Collected data entries
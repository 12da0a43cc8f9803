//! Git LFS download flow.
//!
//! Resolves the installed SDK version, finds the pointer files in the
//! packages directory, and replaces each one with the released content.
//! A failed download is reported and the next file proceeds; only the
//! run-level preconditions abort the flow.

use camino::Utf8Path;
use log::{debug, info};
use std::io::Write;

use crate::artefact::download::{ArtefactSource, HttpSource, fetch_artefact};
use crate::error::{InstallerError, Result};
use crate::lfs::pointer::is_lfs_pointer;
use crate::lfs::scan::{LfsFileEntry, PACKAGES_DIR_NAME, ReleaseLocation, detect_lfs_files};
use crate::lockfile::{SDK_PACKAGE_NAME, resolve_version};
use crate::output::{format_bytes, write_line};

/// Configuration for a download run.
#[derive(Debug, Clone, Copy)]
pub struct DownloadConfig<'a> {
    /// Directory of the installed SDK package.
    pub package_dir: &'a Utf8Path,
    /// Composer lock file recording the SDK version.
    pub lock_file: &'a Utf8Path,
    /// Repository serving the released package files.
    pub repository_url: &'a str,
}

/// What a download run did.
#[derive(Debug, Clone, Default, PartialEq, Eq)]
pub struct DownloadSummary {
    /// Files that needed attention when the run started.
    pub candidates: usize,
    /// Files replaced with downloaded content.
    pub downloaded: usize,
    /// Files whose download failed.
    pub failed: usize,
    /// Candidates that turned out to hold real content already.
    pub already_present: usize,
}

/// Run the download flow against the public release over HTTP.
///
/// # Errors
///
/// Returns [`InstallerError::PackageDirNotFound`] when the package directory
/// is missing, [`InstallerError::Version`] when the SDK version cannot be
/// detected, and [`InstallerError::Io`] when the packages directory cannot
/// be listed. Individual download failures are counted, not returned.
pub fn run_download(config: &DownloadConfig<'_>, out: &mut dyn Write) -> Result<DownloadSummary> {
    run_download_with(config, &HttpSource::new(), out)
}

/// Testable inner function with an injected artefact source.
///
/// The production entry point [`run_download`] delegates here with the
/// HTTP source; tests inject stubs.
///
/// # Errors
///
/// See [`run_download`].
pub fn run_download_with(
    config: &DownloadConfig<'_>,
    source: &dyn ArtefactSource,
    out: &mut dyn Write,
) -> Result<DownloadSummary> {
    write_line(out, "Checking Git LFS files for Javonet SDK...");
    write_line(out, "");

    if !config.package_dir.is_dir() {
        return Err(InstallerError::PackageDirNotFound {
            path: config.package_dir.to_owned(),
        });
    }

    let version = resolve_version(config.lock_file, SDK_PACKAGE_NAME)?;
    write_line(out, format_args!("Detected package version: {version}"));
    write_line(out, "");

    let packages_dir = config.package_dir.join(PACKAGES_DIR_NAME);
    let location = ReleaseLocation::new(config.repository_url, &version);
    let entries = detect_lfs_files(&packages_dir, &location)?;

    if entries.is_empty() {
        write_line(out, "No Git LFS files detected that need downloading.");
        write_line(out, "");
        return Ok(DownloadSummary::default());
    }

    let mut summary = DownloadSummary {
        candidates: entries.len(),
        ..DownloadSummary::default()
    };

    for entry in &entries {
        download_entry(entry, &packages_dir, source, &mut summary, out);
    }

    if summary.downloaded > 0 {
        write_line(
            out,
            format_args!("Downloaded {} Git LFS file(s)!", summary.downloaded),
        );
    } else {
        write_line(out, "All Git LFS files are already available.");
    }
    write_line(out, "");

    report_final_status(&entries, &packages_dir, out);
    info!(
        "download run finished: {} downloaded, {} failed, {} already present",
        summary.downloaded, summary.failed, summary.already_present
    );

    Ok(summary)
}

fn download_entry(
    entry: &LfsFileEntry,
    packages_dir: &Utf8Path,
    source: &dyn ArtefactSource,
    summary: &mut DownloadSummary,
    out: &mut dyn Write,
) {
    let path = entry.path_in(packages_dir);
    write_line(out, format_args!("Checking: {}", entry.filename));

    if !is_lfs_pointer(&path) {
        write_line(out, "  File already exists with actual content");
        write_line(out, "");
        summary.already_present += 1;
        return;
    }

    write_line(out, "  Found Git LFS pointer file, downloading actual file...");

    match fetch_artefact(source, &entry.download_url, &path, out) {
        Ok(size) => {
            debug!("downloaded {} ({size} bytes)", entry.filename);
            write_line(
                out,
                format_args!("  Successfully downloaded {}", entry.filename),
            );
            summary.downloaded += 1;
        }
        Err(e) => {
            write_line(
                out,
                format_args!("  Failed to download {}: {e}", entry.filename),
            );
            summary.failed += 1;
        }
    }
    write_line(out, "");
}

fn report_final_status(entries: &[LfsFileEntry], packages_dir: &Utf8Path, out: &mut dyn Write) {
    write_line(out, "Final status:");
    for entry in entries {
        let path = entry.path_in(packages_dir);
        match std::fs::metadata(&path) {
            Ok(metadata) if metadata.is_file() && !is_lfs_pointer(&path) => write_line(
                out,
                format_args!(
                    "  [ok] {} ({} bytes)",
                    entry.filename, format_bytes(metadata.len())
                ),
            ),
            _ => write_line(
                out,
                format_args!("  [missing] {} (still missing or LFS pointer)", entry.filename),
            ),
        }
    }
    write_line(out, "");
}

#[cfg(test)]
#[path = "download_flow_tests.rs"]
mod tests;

**Problem**: Look through the data above. Copy every line with the string "ReleaseLocation" in it.

**Output below**:
use crate::lfs::scan::{LfsFileEntry, PACKAGES_DIR_NAME, ReleaseLocation, detect_lfs_files};
    let location = ReleaseLocation::new(config.repository_url, &version);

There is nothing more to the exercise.